Material shown
####################

//! # Seed Session
//!
//! Populates the host pool when it is below the minimum address count:
//! dials every configured seed concurrently, runs the handshake plus the
//! seed protocol on each, and completes as soon as the pool meets the
//! threshold or every seed has finished. Seed channels are quiet; they
//! never count toward the connection totals.

use std::sync::atomic::{AtomicUsize, Ordering};
use std::sync::{Arc, Weak};

use parking_lot::Mutex;
use tracing::{debug, info};

use crate::channel::Channel;
use crate::config::Endpoint;
use crate::connect::Connector;
use crate::error::{Completion, Error};
use crate::net::NetworkInner;
use crate::protocols::ProtocolSeed31402;
use crate::sessions::SessionCore;

type CompleteHandler = Box<dyn FnOnce(Completion) + Send>;

struct Seeding {
    remaining: AtomicUsize,
    start_count: usize,
    handler: Mutex<Option<CompleteHandler>>,
}

pub struct SessionSeed {
    weak_self: Weak<SessionSeed>,
    core: SessionCore,
}

impl SessionSeed {
    pub(crate) fn new(net: Arc<NetworkInner>) -> Arc<Self> {
        Arc::new_cyclic(|weak_self| Self {
            weak_self: weak_self.clone(),
            core: SessionCore::new(net),
        })
    }

    /// Completion codes: success when the pool grew, `SeedingComplete`
    /// when the pool was already sufficient (callers treat it as success),
    /// `SeedingUnsuccessful` when every seed finished without producing.
    pub(crate) fn start(&self, handler: impl FnOnce(Completion) + Send + 'static) {
        let net = self.core.net();
        debug_assert!(net.strand().stranded());

        let settings = net.settings();
        if !settings.outbound_enabled() {
            debug!("seeding not required");
            handler(Ok(()));
            return;
        }

        let start_count = net.hosts().count();
        if start_count >= settings.minimum_address_count() {
            debug!(count = start_count, "host pool already sufficient");
            handler(Err(Error::SeedingComplete));
            return;
        }

        if settings.seeds.is_empty() || settings.host_pool_capacity == 0 {
            debug!("no seeds configured");
            handler(Err(Error::SeedingUnsuccessful));
            return;
        }

        let seeds = settings.seeds.clone();
        info!(seeds = seeds.len(), count = start_count, "seeding host pool");

        let seeding = Arc::new(Seeding {
            remaining: AtomicUsize::new(seeds.len()),
            start_count,
            handler: Mutex::new(Some(Box::new(handler))),
        });

        let Some(session) = self.weak_self.upgrade() else {
            return;
        };

        for seed in seeds {
            let connector = Connector::new(
                Arc::clone(net.settings()),
                net.strand().clone(),
                net.handle().clone(),
                net.pool().clone(),
            );
            {
                let held = Arc::clone(&connector);
                self.core.on_stop(move || held.stop());
            }

            let dialer = Arc::clone(&session);
            let progress = Arc::clone(&seeding);
            let target = seed.clone();
            connector.connect(seed, move |result| {
                dialer.handle_connect(result, target, progress);
            });
        }
    }

    fn handle_connect(
        &self,
        result: Result<Arc<Channel>, Error>,
        seed: Endpoint,
        seeding: Arc<Seeding>,
    ) {
        let channel = match result {
            Err(code) => {
                debug!(%seed, %code, "seed connect failed");
                self.seed_finished(&seeding);
                return;
            }
            Ok(channel) => channel,
        };

        // Seed channels never count toward the connection totals.
        channel.set_quiet();

        let Some(session) = self.weak_self.upgrade() else {
            return;
        };
        let progress = Arc::clone(&seeding);
        let finished_seed = seed.clone();

        self.core.start_channel(
            channel,
            false,
            move |result| {
                if let Err(code) = result {
                    debug!(%seed, %code, "seed channel failed to start");
                }
            },
            move |code| {
                debug!(seed = %finished_seed, %code, "seed channel stopped");
                session.seed_finished(&progress);
            },
            |net, channel| {
                let seeded = channel.authority();
                ProtocolSeed31402::attach(
                    Arc::clone(channel),
                    Arc::clone(net),
                    move |result| {
                        debug!(seed = %seeded, outcome = ?result, "seed protocol finished");
                    },
                );
            },
        );
    }

    /// One seed finished (connect failure or channel stop). Completes the
    /// session when the pool is sufficient or every seed is done.
    fn seed_finished(&self, seeding: &Arc<Seeding>) {
        let net = self.core.net();
        debug_assert!(net.strand().stranded());

        let count = net.hosts().count();
        let minimum = net.settings().minimum_address_count();

        if count >= minimum {
            if let Some(handler) = seeding.handler.lock().take() {
                info!(count, "seeding complete");
                handler(Ok(()));
            }
            // Remaining seed channels have nothing left to contribute.
            self.stop();
            return;
        }

        if seeding.remaining.fetch_sub(1, Ordering::AcqRel) == 1 {
            if let Some(handler) = seeding.handler.lock().take() {
                if count > seeding.start_count {
                    info!(count, "seeding finished below minimum");
                    handler(Ok(()));
                } else {
                    debug!(count, "seeding unsuccessful");
                    handler(Err(Error::SeedingUnsuccessful));
                }
            }
        }
    }

    pub(crate) fn stop(&self) {
        self.core.stop();
    }
}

####################

Brief
In full and exactly as written, repeat the data.

Your response
//! # Seed Session
//!
//! Populates the host pool when it is below the minimum address count:
//! dials every configured seed concurrently, runs the handshake plus the
//! seed protocol on each, and completes as soon as the pool meets the
//! threshold or every seed has finished. Seed channels are quiet; they
//! never count toward the connection totals.

use std::sync::atomic::{AtomicUsize, Ordering};
use std::sync::{Arc, Weak};

use parking_lot::Mutex;
use tracing::{debug, info};

use crate::channel::Channel;
use crate::config::Endpoint;
use crate::connect::Connector;
use crate::error::{Completion, Error};
use crate::net::NetworkInner;
use crate::protocols::ProtocolSeed31402;
use crate::sessions::SessionCore;

type CompleteHandler = Box<dyn FnOnce(Completion) + Send>;

struct Seeding {
    remaining: AtomicUsize,
    start_count: usize,
    handler: Mutex<Option<CompleteHandler>>,
}

pub struct SessionSeed {
    weak_self: Weak<SessionSeed>,
    core: SessionCore,
}

impl SessionSeed {
    pub(crate) fn new(net: Arc<NetworkInner>) -> Arc<Self> {
        Arc::new_cyclic(|weak_self| Self {
            weak_self: weak_self.clone(),
            core: SessionCore::new(net),
        })
    }

    /// Completion codes: success when the pool grew, `SeedingComplete`
    /// when the pool was already sufficient (callers treat it as success),
    /// `SeedingUnsuccessful` when every seed finished without producing.
    pub(crate) fn start(&self, handler: impl FnOnce(Completion) + Send + 'static) {
        let net = self.core.net();
        debug_assert!(net.strand().stranded());

        let settings = net.settings();
        if !settings.outbound_enabled() {
            debug!("seeding not required");
            handler(Ok(()));
            return;
        }

        let start_count = net.hosts().count();
        if start_count >= settings.minimum_address_count() {
            debug!(count = start_count, "host pool already sufficient");
            handler(Err(Error::SeedingComplete));
            return;
        }

        if settings.seeds.is_empty() || settings.host_pool_capacity == 0 {
            debug!("no seeds configured");
            handler(Err(Error::SeedingUnsuccessful));
            return;
        }

        let seeds = settings.seeds.clone();
        info!(seeds = seeds.len(), count = start_count, "seeding host pool");

        let seeding = Arc::new(Seeding {
            remaining: AtomicUsize::new(seeds.len()),
            start_count,
            handler: Mutex::new(Some(Box::new(handler))),
        });

        let Some(session) = self.weak_self.upgrade() else {
            return;
        };

        for seed in seeds {
            let connector = Connector::new(
                Arc::clone(net.settings()),
                net.strand().clone(),
                net.handle().clone(),
                net.pool().clone(),
            );
            {
                let held = Arc::clone(&connector);
                self.core.on_stop(move || held.stop());
            }

            let dialer = Arc::clone(&session);
            let progress = Arc::clone(&seeding);
            let target = seed.clone();
            connector.connect(seed, move |result| {
                dialer.handle_connect(result, target, progress);
            });
        }
    }

    fn handle_connect(
        &self,
        result: Result<Arc<Channel>, Error>,
        seed: Endpoint,
        seeding: Arc<Seeding>,
    ) {
        let channel = match result {
            Err(code) => {
                debug!(%seed, %code, "seed connect failed");
                self.seed_finished(&seeding);
                return;
            }
            Ok(channel) => channel,
        };

        // Seed channels never count toward the connection totals.
        channel.set_quiet();

        let Some(session) = self.weak_self.upgrade() else {
            return;
        };
        let progress = Arc::clone(&seeding);
        let finished_seed = seed.clone();

        self.core.start_channel(
            channel,
            false,
            move |result| {
                if let Err(code) = result {
                    debug!(%seed, %code, "seed channel failed to start");
                }
            },
            move |code| {
                debug!(seed = %finished_seed, %code, "seed channel stopped");
                session.seed_finished(&progress);
            },
            |net, channel| {
                let seeded = channel.authority();
                ProtocolSeed31402::attach(
                    Arc::clone(channel),
                    Arc::clone(net),
                    move |result| {
                        debug!(seed = %seeded, outcome = ?result, "seed protocol finished");
                    },
                );
            },
        );
    }

    /// One seed finished (connect failure or channel stop). Completes the
    /// session when the pool is sufficient or every seed is done.
    fn seed_finished(&self, seeding: &Arc<Seeding>) {
        let net = self.core.net();
        debug_assert!(net.strand().stranded());

        let count = net.hosts().count();
        let minimum = net.settings().minimum_address_count();

        if count >= minimum {
            if let Some(handler) = seeding.handler.lock().take() {
                info!(count, "seeding complete");
                handler(Ok(()));
            }
            // Remaining seed channels have nothing left to contribute.
            self.stop();
            return;
        }

        if seeding.remaining.fetch_sub(1, Ordering::AcqRel) == 1 {
            if let Some(handler) = seeding.handler.lock().take() {
                if count > seeding.start_count {
                    info!(count, "seeding finished below minimum");
                    handler(Ok(()));
                } else {
                    debug!(count, "seeding unsuccessful");
                    handler(Err(Error::SeedingUnsuccessful));
                }
            }
        }
    }

    pub(crate) fn stop(&self) {
        self.core.stop();
    }
}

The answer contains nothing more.